Bacon and Egg Basics
A diet which permits liberal consumption of bacon and eggs will naturally have to be a low-carbohydrate plan. Aim to keep the total daily intake of carbohydrates to less than 30 grams per day while following this diet. This low limit will allow the body to make the switch from burning glucose as its primary source of fuel, to burning bodyfat, leading to accelerated weight loss. According to a study conducted at the University of Pennsylvania School of Medicine (published in the May 2003 issue of the New England Journal of Medicine), a low-carb approach similar to this provided improved weight loss over a higher-carb diet after six months (average of 15.2 pounds lost vs. 6.9 for the low-fat group). Additionally, the low-carb diet helped to improve cholesterol levels and triglycerides to a better extent than the low-fat diet as well. So when followed in full, a bacon and egg low-carb diet can help you drop weight and improve your overall health substantially. Regarding the diet itself, while you are free to consume as much bacon and as many eggs as you like, you should also consider consumption of other meats such as sausage, beef, chicken, turkey, and seafood to round out your protein supply. Make sure to consume the bulk of your carbohydrate limit from leafy green vegetables like spinach and lettuce, as the fiber from these items will keep you regular throughout the diet. An occasional piece of fruit, like an apple, some cherries, or a grapefruit will also do you well, provided you do not exceed the carb threshold for the day.

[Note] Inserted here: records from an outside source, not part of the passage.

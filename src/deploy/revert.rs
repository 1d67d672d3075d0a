// src/deploy/revert.rs

//! Revert engine
//!
//! Restores the live tree to exactly what a snapshot captured. This is a
//! replacement, not a merge: files added after the snapshot do not survive.
//!
//! The snapshot is unpacked into a temporary directory next to the live
//! tree (same filesystem, so the swap is a pair of renames). The live tree is
//! moved aside, the restored tree moved in, and the old tree discarded. If
//! the second rename fails the old tree is moved back.

use crate::deploy::backup::{strip_root, BackupManager, BackupRecord};
use crate::error::{Error, Result};
use crate::filesystem::atomic::sync_dir;
use crate::filesystem::path::{display_relative, safe_join};
use crate::filesystem::walk_tree;
use crate::progress::ProgressTracker;
use crate::volume::TargetVolume;
use flate2::read::GzDecoder;
use std::collections::BTreeSet;
use std::fmt;
use std::fs::{self, File};
use std::io;
use std::path::{Path, PathBuf};
use std::str::FromStr;
use tracing::{debug, info, warn};

/// Which snapshot to restore
#[derive(Debug, Clone, PartialEq, Eq, Default)]
pub enum BackupSelector {
    #[default]
    MostRecent,
    Path(PathBuf),
}

impl FromStr for BackupSelector {
    type Err = std::convert::Infallible;

    fn from_str(s: &str) -> std::result::Result<Self, Self::Err> {
        Ok(match s {
            "" | "latest" | "most-recent" => Self::MostRecent,
            other => Self::Path(PathBuf::from(other)),
        })
    }
}

/// What restoring does to one live path
#[derive(Debug, Clone, Copy, PartialEq, Eq, PartialOrd, Ord)]
pub enum RestoreAction {
    /// Written from the snapshot
    Restore,
    /// Not in the snapshot; deleted
    Remove,
}

impl fmt::Display for RestoreAction {
    fn fmt(&self, f: &mut fmt::Formatter<'_>) -> fmt::Result {
        f.pad(match self {
            Self::Restore => "restore",
            Self::Remove => "remove",
        })
    }
}

#[derive(Debug, Clone, PartialEq, Eq)]
pub struct RestoreEntry {
    pub path: PathBuf,
    pub action: RestoreAction,
}

impl fmt::Display for RestoreEntry {
    fn fmt(&self, f: &mut fmt::Formatter<'_>) -> fmt::Result {
        write!(f, "{:<7} {}", self.action, display_relative(&self.path))
    }
}

/// Effect of restoring one snapshot onto the current tree
#[derive(Debug, Clone, PartialEq, Eq)]
pub struct RestorePlan {
    pub backup: BackupRecord,
    /// Restores first, then removals, each in path order
    pub entries: Vec<RestoreEntry>,
    /// The snapshot predates the installation; restoring removes it entirely
    pub removes_target: bool,
}

impl RestorePlan {
    pub fn restores(&self) -> impl Iterator<Item = &RestoreEntry> {
        self.entries
            .iter()
            .filter(|e| e.action == RestoreAction::Restore)
    }

    pub fn removals(&self) -> impl Iterator<Item = &RestoreEntry> {
        self.entries
            .iter()
            .filter(|e| e.action == RestoreAction::Remove)
    }
}

/// Outcome of a completed revert
#[derive(Debug, Clone, PartialEq, Eq)]
pub struct RevertResult {
    pub backup: BackupRecord,
    pub restored: usize,
    pub removed: usize,
}

/// Resolve a selector against the backup store
pub fn select_backup(manager: &BackupManager, selector: &BackupSelector) -> Result<BackupRecord> {
    match selector {
        BackupSelector::MostRecent => manager
            .latest()?
            .ok_or_else(|| Error::NoBackupsFound(manager.store().to_path_buf())),
        BackupSelector::Path(path) => {
            if !path.is_file() {
                return Err(Error::RevertError(format!(
                    "Backup not found: {}",
                    path.display()
                )));
            }
            Ok(BackupRecord::from_path(path).unwrap_or_else(|| untimed_record(path)))
        }
    }
}

/// Archives named outside our scheme are still restorable; date them by mtime
fn untimed_record(path: &Path) -> BackupRecord {
    let timestamp = fs::metadata(path)
        .and_then(|m| m.modified())
        .map(|t| chrono::DateTime::<chrono::Local>::from(t).naive_local())
        .unwrap_or_default();
    BackupRecord {
        timestamp,
        seq: 0,
        path: path.to_path_buf(),
    }
}

/// Compute what restoring `backup` onto `target` would do, without writing
pub fn plan_restore(backup: &BackupRecord, target: &Path) -> Result<RestorePlan> {
    let contents = backup
        .read_contents()
        .map_err(|e| Error::RevertError(e.to_string()))?;
    check_target(target)?;
    let live = walk_tree(target).map_err(|e| Error::RevertError(e.to_string()))?;

    let captured: BTreeSet<&PathBuf> = contents.files.iter().collect();
    let mut entries: Vec<RestoreEntry> = contents
        .files
        .iter()
        .map(|path| RestoreEntry {
            path: path.clone(),
            action: RestoreAction::Restore,
        })
        .collect();
    entries.extend(
        live.files
            .iter()
            .filter(|path| !captured.contains(path))
            .map(|path| RestoreEntry {
                path: path.clone(),
                action: RestoreAction::Remove,
            }),
    );

    Ok(RestorePlan {
        backup: backup.clone(),
        entries,
        removes_target: !contents.has_root && target.exists(),
    })
}

/// Refuse to replace anything but a directory
fn check_target(target: &Path) -> Result<()> {
    match fs::symlink_metadata(target) {
        Ok(meta) if !meta.is_dir() => Err(Error::RevertError(format!(
            "{} exists but is not a directory; refusing to replace it",
            target.display()
        ))),
        Err(e) if e.kind() != io::ErrorKind::NotFound => Err(Error::RevertError(format!(
            "Cannot inspect {}: {}",
            target.display(),
            e
        ))),
        _ => Ok(()),
    }
}

fn restore_io(path: &Path, e: io::Error) -> Error {
    Error::RevertError(format!("{}: {}", path.display(), e))
}

/// Replace `target` with the contents of `backup`
pub fn restore(
    backup: &BackupRecord,
    target: &Path,
    progress: &dyn ProgressTracker,
) -> Result<RevertResult> {
    let plan = plan_restore(backup, target)?;
    let contents = backup
        .read_contents()
        .map_err(|e| Error::RevertError(e.to_string()))?;

    let parent = target
        .parent()
        .ok_or_else(|| Error::RevertError(format!("{} has no parent", target.display())))?;
    fs::create_dir_all(parent).map_err(|e| restore_io(parent, e))?;

    let work = tempfile::Builder::new()
        .prefix(".rbdeploy-restore-")
        .tempdir_in(parent)
        .map_err(|e| Error::RevertError(format!("Cannot create restore area: {}", e)))?;
    let fresh = work.path().join("restored");
    let aside = work.path().join("previous");

    progress.begin("Restoring", contents.files.len() as u64);

    if contents.has_root {
        let unpacked = fs::create_dir_all(&fresh)
            .map_err(|e| restore_io(&fresh, e))
            .and_then(|()| unpack_backup(backup, &fresh, progress));
        if let Err(e) = unpacked {
            progress.fail("restore failed");
            return Err(e);
        }
    }

    if target.exists() {
        fs::rename(target, &aside).map_err(|e| {
            Error::RevertError(format!("Cannot move {} aside: {}", target.display(), e))
        })?;
    }

    if contents.has_root
        && let Err(e) = fs::rename(&fresh, target)
    {
        warn!("Swap failed, putting the previous tree back: {}", e);
        if aside.exists()
            && let Err(back) = fs::rename(&aside, target)
        {
            progress.fail("restore failed");
            // Keep the restore area, it now holds the only copy of the tree
            let _ = work.keep();
            return Err(Error::RevertError(format!(
                "Cannot install restored tree ({}) and cannot put the previous tree back ({}); it is at {}",
                e,
                back,
                aside.display()
            )));
        }
        progress.fail("restore failed");
        return Err(Error::RevertError(format!(
            "Cannot install restored tree at {}: {}",
            target.display(),
            e
        )));
    }

    sync_dir(parent);
    // Dropping `work` deletes the previous tree
    drop(work);

    let result = RevertResult {
        backup: backup.clone(),
        restored: plan.restores().count(),
        removed: plan.removals().count(),
    };
    progress.finish("Restore complete");
    info!(
        "Restored {} files from {} ({} removed)",
        result.restored,
        backup.path.display(),
        result.removed
    );
    Ok(result)
}

fn unpack_backup(backup: &BackupRecord, dest: &Path, progress: &dyn ProgressTracker) -> Result<()> {
    let file = File::open(&backup.path).map_err(|e| restore_io(&backup.path, e))?;
    let mut archive = tar::Archive::new(GzDecoder::new(file));
    archive.set_preserve_mtime(true);

    let corrupt = |e: std::io::Error| {
        Error::RevertError(format!("Cannot read {}: {}", backup.path.display(), e))
    };

    for entry in archive.entries().map_err(corrupt)? {
        let mut entry = entry.map_err(corrupt)?;
        let raw = String::from_utf8_lossy(&entry.path_bytes()).into_owned();
        let entry_type = entry.header().entry_type();

        let relative = match strip_root(&raw) {
            Some(Some(relative)) => relative,
            Some(None) => continue,
            None => {
                return Err(Error::RevertError(format!("Unsafe entry in backup: {:?}", raw)));
            }
        };
        let dest_path = safe_join(dest, &display_relative(&relative))
            .map_err(|e| Error::RevertError(e.to_string()))?;

        if entry_type.is_dir() {
            fs::create_dir_all(&dest_path).map_err(|e| restore_io(&dest_path, e))?;
        } else if entry_type.is_file() {
            if let Some(dir) = dest_path.parent() {
                fs::create_dir_all(dir).map_err(|e| restore_io(dir, e))?;
            }
            entry.unpack(&dest_path).map_err(|e| {
                Error::RevertError(format!("Failed to restore {}: {}", raw, e))
            })?;
            debug!("restored {}", display_relative(&relative));
            progress.advance(&relative);
        }
    }

    Ok(())
}

/// What a revert run produced
#[derive(Debug, Clone, PartialEq, Eq)]
pub enum RevertOutcome {
    Planned(RestorePlan),
    Restored {
        plan: RestorePlan,
        result: RevertResult,
    },
}

/// Selects, plans and restores a snapshot
///
/// With a volume attached the volume lock is held while restoring. In
/// dry-run mode only the plan is computed: no lock, no writes.
#[derive(Debug, Clone)]
pub struct Reverter {
    manager: BackupManager,
    volume: Option<TargetVolume>,
    dry_run: bool,
}

impl Reverter {
    pub fn new(manager: BackupManager) -> Self {
        Self {
            manager,
            volume: None,
            dry_run: false,
        }
    }

    /// Revert a volume's installation from its own backup store
    pub fn for_volume(volume: &TargetVolume) -> Self {
        Self {
            manager: BackupManager::for_volume(volume),
            volume: Some(volume.clone()),
            dry_run: false,
        }
    }

    pub fn with_dry_run(mut self, dry_run: bool) -> Self {
        self.dry_run = dry_run;
        self
    }

    pub fn manager(&self) -> &BackupManager {
        &self.manager
    }

    pub fn run(
        &self,
        selector: &BackupSelector,
        progress: &dyn ProgressTracker,
    ) -> Result<RevertOutcome> {
        let backup = select_backup(&self.manager, selector)?;
        info!("Selected backup {}", backup.path.display());

        let plan = plan_restore(&backup, self.manager.target())?;
        if self.dry_run {
            return Ok(RevertOutcome::Planned(plan));
        }

        let _lock = match &self.volume {
            Some(volume) => {
                volume.ensure_writable()?;
                Some(volume.lock()?)
            }
            None => None,
        };
        let result = restore(&backup, self.manager.target(), progress)?;
        Ok(RevertOutcome::Restored { plan, result })
    }
}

Follow a low-carb, bacon and egg diet for no more than 12 weeks at a time. If you still feel that you need to lose additional weight after three months, take a couple weeks off dieting completely. Go back to eating "normal" foods to reset your metabolism and prepare your body for another round of weight loss. Aim to lose one to two pounds a week for the most sustainable weight loss--monitor your progress by weighing yourself at the end of the week, and adjust your overall food intake level if you are losing weight too slowly or too fast.